Transcribe every line of the entries exactly.
......
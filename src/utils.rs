use std::ops::{Deref, DerefMut};

use tokio::signal;
use tracing::{error, warn};

/// Wait for a shutdown signal (Ctrl+C or SIGTERM).
///
/// If one handler cannot be installed the error is logged and only the other
/// signal is awaited.
pub async fn shutdown_signal() {
    let ctrl_c = async {
        if let Err(e) = signal::ctrl_c().await {
            error!("Failed to install Ctrl+C handler: {e}");
            std::future::pending::<()>().await;
        }
    };

    #[cfg(unix)]
    let terminate = async {
        match signal::unix::signal(signal::unix::SignalKind::terminate()) {
            Ok(mut signal) => {
                signal.recv().await;
            }
            Err(e) => {
                error!("Failed to install SIGTERM handler: {e}");
                std::future::pending::<()>().await;
            }
        }
    };

    #[cfg(not(unix))]
    let terminate = std::future::pending::<()>();

    tokio::select! {
        _ = ctrl_c => {
            warn!("Received Ctrl+C, initiating graceful shutdown...");
        }
        _ = terminate => {
            warn!("Received SIGTERM, initiating graceful shutdown...");
        }
    }
}

/// A value that runs a closure on it when dropped.
///
/// The value stays reachable through `Deref`/`DerefMut` while the guard is
/// alive, so callers can fill it in as work progresses and have the closure
/// observe the final state however the scope ends (return, `?`, or the
/// enclosing future being dropped).
pub struct ScopeGuard<T, F: FnOnce(T)> {
    value: Option<T>,
    dropper: Option<F>,
}

impl<T, F: FnOnce(T)> Deref for ScopeGuard<T, F> {
    type Target = T;

    fn deref(&self) -> &T {
        match &self.value {
            Some(value) => value,
            // Only emptied inside `drop`
            None => unreachable!("scope guard value taken before drop"),
        }
    }
}

impl<T, F: FnOnce(T)> DerefMut for ScopeGuard<T, F> {
    fn deref_mut(&mut self) -> &mut T {
        match &mut self.value {
            Some(value) => value,
            None => unreachable!("scope guard value taken before drop"),
        }
    }
}

impl<T, F: FnOnce(T)> Drop for ScopeGuard<T, F> {
    fn drop(&mut self) {
        if let (Some(value), Some(dropper)) = (self.value.take(), self.dropper.take()) {
            dropper(value);
        }
    }
}

/// Create a scope guard that will execute `dropper` with `value` when dropped.
///
/// # Example
///
/// ```rust,ignore
/// let mut record = guard(Outcome::Cancelled, |outcome| log(outcome));
/// let response = inner.call(req).await?;
/// *record = Outcome::Completed(response.status());
/// ```
pub fn guard<T, F: FnOnce(T)>(value: T, dropper: F) -> ScopeGuard<T, F> {
    ScopeGuard {
        value: Some(value),
        dropper: Some(dropper),
    }
}

#[cfg(test)]
#[allow(clippy::unwrap_used, clippy::expect_used)]
mod tests {
    use super::*;
    use std::sync::Arc;
    use std::sync::atomic::{AtomicUsize, Ordering};

    #[test]
    fn test_guard_runs_once_with_final_value() {
        let seen = Arc::new(AtomicUsize::new(0));
        let calls = Arc::new(AtomicUsize::new(0));

        {
            let seen = seen.clone();
            let calls = calls.clone();
            let mut g = guard(1usize, move |v| {
                seen.store(v, Ordering::SeqCst);
                calls.fetch_add(1, Ordering::SeqCst);
            });
            *g += 41;
            assert_eq!(*g, 42);
        }

        assert_eq!(seen.load(Ordering::SeqCst), 42);
        assert_eq!(calls.load(Ordering::SeqCst), 1);
    }

    #[tokio::test]
    async fn test_guard_runs_when_future_is_dropped() {
        let calls = Arc::new(AtomicUsize::new(0));
        let calls_in_future = calls.clone();
        let (started_tx, started_rx) = tokio::sync::oneshot::channel();

        let fut = async move {
            let _g = guard((), move |_| {
                calls_in_future.fetch_add(1, Ordering::SeqCst);
            });
            let _ = started_tx.send(());
            std::future::pending::<()>().await;
        };

        let handle = tokio::spawn(fut);
        started_rx.await.unwrap();
        handle.abort();
        let _ = handle.await;

        assert_eq!(calls.load(Ordering::SeqCst), 1);
    }
}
......
▸ **EXPECTED ANSWER**
filename src/utils.rs
use std::ops::{Deref, DerefMut};

use tokio::signal;
use tracing::{error, warn};

/// Wait for a shutdown signal (Ctrl+C or SIGTERM).
///
/// If one handler cannot be installed the error is logged and only the other
/// signal is awaited.
pub async fn shutdown_signal() {
    let ctrl_c = async {
        if let Err(e) = signal::ctrl_c().await {
            error!("Failed to install Ctrl+C handler: {e}");
            std::future::pending::<()>().await;
        }
    };

    #[cfg(unix)]
    let terminate = async {
        match signal::unix::signal(signal::unix::SignalKind::terminate()) {
            Ok(mut signal) => {
                signal.recv().await;
            }
            Err(e) => {
                error!("Failed to install SIGTERM handler: {e}");
                std::future::pending::<()>().await;
            }
        }
    };

    #[cfg(not(unix))]
    let terminate = std::future::pending::<()>();

    tokio::select! {
        _ = ctrl_c => {
            warn!("Received Ctrl+C, initiating graceful shutdown...");
        }
        _ = terminate => {
            warn!("Received SIGTERM, initiating graceful shutdown...");
        }
    }
}

/// A value that runs a closure on it when dropped.
///
/// The value stays reachable through `Deref`/`DerefMut` while the guard is
/// alive, so callers can fill it in as work progresses and have the closure
/// observe the final state however the scope ends (return, `?`, or the
/// enclosing future being dropped).
pub struct ScopeGuard<T, F: FnOnce(T)> {
    value: Option<T>,
    dropper: Option<F>,
}

impl<T, F: FnOnce(T)> Deref for ScopeGuard<T, F> {
    type Target = T;

    fn deref(&self) -> &T {
        match &self.value {
            Some(value) => value,
            // Only emptied inside `drop`
            None => unreachable!("scope guard value taken before drop"),
        }
    }
}

impl<T, F: FnOnce(T)> DerefMut for ScopeGuard<T, F> {
    fn deref_mut(&mut self) -> &mut T {
        match &mut self.value {
            Some(value) => value,
            None => unreachable!("scope guard value taken before drop"),
        }
    }
}

impl<T, F: FnOnce(T)> Drop for ScopeGuard<T, F> {
    fn drop(&mut self) {
        if let (Some(value), Some(dropper)) = (self.value.take(), self.dropper.take()) {
            dropper(value);
        }
    }
}

/// Create a scope guard that will execute `dropper` with `value` when dropped.
///
/// # Example
///
/// ```rust,ignore
/// let mut record = guard(Outcome::Cancelled, |outcome| log(outcome));
/// let response = inner.call(req).await?;
/// *record = Outcome::Completed(response.status());
/// ```
pub fn guard<T, F: FnOnce(T)>(value: T, dropper: F) -> ScopeGuard<T, F> {
    ScopeGuard {
        value: Some(value),
        dropper: Some(dropper),
    }
}

#[cfg(test)]
#[allow(clippy::unwrap_used, clippy::expect_used)]
mod tests {
    use super::*;
    use std::sync::Arc;
    use std::sync::atomic::{AtomicUsize, Ordering};

    #[test]
    fn test_guard_runs_once_with_final_value() {
        let seen = Arc::new(AtomicUsize::new(0));
        let calls = Arc::new(AtomicUsize::new(0));

        {
            let seen = seen.clone();
            let calls = calls.clone();
            let mut g = guard(1usize, move |v| {
                seen.store(v, Ordering::SeqCst);
                calls.fetch_add(1, Ordering::SeqCst);
            });
            *g += 41;
            assert_eq!(*g, 42);
        }

        assert_eq!(seen.load(Ordering::SeqCst), 42);
        assert_eq!(calls.load(Ordering::SeqCst), 1);
    }

    #[tokio::test]
    async fn test_guard_runs_when_future_is_dropped() {
        let calls = Arc::new(AtomicUsize::new(0));
        let calls_in_future = calls.clone();
        let (started_tx, started_rx) = tokio::sync::oneshot::channel();

        let fut = async move {
            let _g = guard((), move |_| {
                calls_in_future.fetch_add(1, Ordering::SeqCst);
            });
            let _ = started_tx.send(());
            std::future::pending::<()>().await;
        };

        let handle = tokio::spawn(fut);
        started_rx.await.unwrap();
        handle.abort();
        let _ = handle.await;

        assert_eq!(calls.load(Ordering::SeqCst), 1);
    }
}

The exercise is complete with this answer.